EXERCISE BRIEF →
Output the records below again, precisely as they are written.

Dataset records:
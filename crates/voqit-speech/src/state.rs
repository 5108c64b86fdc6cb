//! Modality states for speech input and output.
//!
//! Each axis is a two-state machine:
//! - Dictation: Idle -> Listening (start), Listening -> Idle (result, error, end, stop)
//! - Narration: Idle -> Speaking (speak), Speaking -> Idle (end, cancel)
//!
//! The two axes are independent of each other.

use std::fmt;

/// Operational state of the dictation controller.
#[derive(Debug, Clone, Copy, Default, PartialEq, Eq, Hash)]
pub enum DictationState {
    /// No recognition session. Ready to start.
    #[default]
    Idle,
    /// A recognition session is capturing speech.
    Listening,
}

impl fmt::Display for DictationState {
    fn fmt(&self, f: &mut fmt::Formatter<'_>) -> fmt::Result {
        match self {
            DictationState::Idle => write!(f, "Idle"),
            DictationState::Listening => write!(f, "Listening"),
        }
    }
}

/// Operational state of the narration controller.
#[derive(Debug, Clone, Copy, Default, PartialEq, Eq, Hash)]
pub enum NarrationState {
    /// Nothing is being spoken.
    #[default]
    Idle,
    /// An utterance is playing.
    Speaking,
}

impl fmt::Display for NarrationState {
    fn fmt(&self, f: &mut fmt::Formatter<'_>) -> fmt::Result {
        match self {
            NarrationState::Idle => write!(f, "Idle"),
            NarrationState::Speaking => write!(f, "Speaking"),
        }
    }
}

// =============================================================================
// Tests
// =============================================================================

ANSWER SECTION →
filename crates/voqit-speech/src/state.rs
repository 5108c64b86fdc6cb
//! Modality states for speech input and output.
//!
//! Each axis is a two-state machine:
//! - Dictation: Idle -> Listening (start), Listening -> Idle (result, error, end, stop)
//! - Narration: Idle -> Speaking (speak), Speaking -> Idle (end, cancel)
//!
//! The two axes are independent of each other.

use std::fmt;

/// Operational state of the dictation controller.
#[derive(Debug, Clone, Copy, Default, PartialEq, Eq, Hash)]
pub enum DictationState {
    /// No recognition session. Ready to start.
    #[default]
    Idle,
    /// A recognition session is capturing speech.
    Listening,
}

impl fmt::Display for DictationState {
    fn fmt(&self, f: &mut fmt::Formatter<'_>) -> fmt::Result {
        match self {
            DictationState::Idle => write!(f, "Idle"),
            DictationState::Listening => write!(f, "Listening"),
        }
    }
}

/// Operational state of the narration controller.
#[derive(Debug, Clone, Copy, Default, PartialEq, Eq, Hash)]
pub enum NarrationState {
    /// Nothing is being spoken.
    #[default]
    Idle,
    /// An utterance is playing.
    Speaking,
}

impl fmt::Display for NarrationState {
    fn fmt(&self, f: &mut fmt::Formatter<'_>) -> fmt::Result {
        match self {
            NarrationState::Idle => write!(f, "Idle"),
            NarrationState::Speaking => write!(f, "Speaking"),
        }
    }
}

// =============================================================================
// Tests
// =============================================================================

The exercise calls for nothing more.